** Opening Supplied material block **

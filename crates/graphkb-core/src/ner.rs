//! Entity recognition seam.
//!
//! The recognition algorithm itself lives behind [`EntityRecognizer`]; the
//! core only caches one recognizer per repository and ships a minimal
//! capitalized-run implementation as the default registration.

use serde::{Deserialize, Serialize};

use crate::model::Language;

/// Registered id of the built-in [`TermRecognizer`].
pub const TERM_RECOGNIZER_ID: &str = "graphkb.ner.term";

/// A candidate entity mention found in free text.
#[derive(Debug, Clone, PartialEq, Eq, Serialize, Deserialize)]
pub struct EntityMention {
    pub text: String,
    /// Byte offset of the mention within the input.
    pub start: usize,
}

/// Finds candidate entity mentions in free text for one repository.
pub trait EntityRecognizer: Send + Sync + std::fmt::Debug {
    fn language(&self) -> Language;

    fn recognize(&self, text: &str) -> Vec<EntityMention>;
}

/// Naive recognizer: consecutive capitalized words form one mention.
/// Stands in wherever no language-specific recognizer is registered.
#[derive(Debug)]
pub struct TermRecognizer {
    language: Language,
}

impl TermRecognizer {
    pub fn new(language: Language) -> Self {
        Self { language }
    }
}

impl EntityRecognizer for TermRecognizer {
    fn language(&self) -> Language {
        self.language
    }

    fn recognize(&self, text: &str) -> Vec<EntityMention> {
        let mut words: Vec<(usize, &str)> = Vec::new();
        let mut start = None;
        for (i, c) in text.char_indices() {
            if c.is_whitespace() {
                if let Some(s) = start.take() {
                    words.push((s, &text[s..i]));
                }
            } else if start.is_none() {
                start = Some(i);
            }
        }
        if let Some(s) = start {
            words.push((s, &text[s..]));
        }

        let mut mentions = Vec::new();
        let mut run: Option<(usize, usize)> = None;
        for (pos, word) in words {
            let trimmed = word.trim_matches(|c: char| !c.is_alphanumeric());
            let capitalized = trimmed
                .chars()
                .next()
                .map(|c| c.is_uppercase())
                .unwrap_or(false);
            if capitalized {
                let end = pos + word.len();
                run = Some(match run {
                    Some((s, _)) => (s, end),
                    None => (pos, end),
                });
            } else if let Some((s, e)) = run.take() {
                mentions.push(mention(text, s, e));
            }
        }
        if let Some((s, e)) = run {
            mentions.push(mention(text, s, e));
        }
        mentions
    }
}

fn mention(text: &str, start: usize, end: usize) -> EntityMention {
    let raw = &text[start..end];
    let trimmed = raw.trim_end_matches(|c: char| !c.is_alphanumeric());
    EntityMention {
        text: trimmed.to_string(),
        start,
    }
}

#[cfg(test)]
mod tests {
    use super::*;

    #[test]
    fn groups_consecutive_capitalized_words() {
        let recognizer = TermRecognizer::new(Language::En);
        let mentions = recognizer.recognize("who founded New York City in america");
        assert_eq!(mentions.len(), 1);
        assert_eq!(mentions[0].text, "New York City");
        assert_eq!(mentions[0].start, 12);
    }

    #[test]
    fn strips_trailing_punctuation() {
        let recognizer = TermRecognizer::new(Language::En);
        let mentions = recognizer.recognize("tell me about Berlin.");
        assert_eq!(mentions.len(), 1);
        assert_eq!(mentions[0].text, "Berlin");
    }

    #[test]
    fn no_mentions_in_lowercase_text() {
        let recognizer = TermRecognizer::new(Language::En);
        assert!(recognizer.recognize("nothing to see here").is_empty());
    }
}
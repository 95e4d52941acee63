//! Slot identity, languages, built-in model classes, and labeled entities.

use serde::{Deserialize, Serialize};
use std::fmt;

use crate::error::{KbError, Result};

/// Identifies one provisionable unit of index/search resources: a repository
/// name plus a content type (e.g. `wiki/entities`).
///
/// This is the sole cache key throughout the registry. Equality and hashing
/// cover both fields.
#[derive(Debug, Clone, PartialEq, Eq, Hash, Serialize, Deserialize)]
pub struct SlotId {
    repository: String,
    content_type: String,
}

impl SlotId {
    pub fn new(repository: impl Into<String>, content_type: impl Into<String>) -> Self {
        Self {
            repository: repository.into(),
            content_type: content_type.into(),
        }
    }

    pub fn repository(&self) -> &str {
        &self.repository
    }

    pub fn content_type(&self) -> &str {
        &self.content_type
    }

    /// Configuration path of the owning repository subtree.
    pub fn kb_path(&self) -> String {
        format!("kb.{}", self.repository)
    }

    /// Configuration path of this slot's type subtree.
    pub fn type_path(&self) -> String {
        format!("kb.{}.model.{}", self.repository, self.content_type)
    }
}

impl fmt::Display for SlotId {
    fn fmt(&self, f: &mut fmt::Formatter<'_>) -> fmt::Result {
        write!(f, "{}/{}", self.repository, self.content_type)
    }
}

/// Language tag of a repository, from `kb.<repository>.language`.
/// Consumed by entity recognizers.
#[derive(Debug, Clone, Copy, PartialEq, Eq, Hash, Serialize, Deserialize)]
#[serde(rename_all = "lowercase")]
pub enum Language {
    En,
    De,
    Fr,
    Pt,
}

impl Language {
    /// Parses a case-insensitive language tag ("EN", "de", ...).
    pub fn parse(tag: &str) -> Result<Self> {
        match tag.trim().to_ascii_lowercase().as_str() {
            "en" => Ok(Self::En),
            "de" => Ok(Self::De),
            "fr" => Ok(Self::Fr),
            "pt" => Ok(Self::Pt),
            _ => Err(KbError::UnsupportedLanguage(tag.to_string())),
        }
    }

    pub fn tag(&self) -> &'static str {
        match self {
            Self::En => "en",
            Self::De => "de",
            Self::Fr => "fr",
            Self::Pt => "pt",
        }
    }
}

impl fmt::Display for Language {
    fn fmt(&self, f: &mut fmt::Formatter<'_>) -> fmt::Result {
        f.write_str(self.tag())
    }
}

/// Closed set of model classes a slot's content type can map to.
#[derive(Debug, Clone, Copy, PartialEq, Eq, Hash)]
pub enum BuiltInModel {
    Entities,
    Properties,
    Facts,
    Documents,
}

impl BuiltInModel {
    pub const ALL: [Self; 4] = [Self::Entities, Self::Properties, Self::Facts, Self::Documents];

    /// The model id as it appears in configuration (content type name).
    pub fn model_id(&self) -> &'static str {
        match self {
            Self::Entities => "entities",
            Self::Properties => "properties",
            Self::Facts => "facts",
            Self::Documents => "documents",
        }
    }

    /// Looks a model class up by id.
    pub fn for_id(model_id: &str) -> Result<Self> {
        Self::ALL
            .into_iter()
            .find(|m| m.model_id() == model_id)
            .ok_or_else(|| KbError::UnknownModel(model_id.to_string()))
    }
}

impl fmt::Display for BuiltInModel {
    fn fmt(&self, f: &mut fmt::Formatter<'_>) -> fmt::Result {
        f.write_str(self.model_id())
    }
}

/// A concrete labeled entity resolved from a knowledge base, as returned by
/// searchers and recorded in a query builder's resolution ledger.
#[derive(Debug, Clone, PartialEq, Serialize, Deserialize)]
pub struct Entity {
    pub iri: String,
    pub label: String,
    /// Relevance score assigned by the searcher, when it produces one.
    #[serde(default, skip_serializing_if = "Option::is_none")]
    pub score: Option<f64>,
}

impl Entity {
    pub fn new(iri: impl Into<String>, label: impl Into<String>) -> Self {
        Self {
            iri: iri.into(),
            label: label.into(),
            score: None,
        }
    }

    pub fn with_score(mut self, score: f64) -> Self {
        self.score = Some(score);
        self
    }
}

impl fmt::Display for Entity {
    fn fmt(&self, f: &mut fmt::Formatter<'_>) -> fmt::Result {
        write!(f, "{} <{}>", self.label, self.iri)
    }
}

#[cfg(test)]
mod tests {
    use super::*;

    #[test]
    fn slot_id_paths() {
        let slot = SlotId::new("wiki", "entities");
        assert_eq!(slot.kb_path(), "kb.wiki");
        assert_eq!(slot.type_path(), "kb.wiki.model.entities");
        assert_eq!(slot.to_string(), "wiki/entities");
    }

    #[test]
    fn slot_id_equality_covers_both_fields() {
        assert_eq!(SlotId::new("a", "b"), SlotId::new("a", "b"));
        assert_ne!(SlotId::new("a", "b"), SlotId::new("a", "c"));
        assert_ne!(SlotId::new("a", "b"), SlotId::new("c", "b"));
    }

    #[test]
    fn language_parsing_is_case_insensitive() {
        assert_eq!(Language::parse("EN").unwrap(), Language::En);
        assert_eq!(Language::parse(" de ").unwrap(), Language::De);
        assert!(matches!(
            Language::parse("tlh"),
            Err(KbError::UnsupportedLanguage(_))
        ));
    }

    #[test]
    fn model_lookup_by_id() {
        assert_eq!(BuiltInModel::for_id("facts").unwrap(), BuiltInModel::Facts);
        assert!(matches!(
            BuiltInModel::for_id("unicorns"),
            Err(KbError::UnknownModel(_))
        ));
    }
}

** Closing Supplied material block **

Report every line in the listing that holds the word "TermRecognizer".

/// Registered id of the built-in [`TermRecognizer`].
pub struct TermRecognizer {
impl TermRecognizer {
impl EntityRecognizer for TermRecognizer {
        let recognizer = TermRecognizer::new(Language::En);
        let recognizer = TermRecognizer::new(Language::En);
        let recognizer = TermRecognizer::new(Language::En);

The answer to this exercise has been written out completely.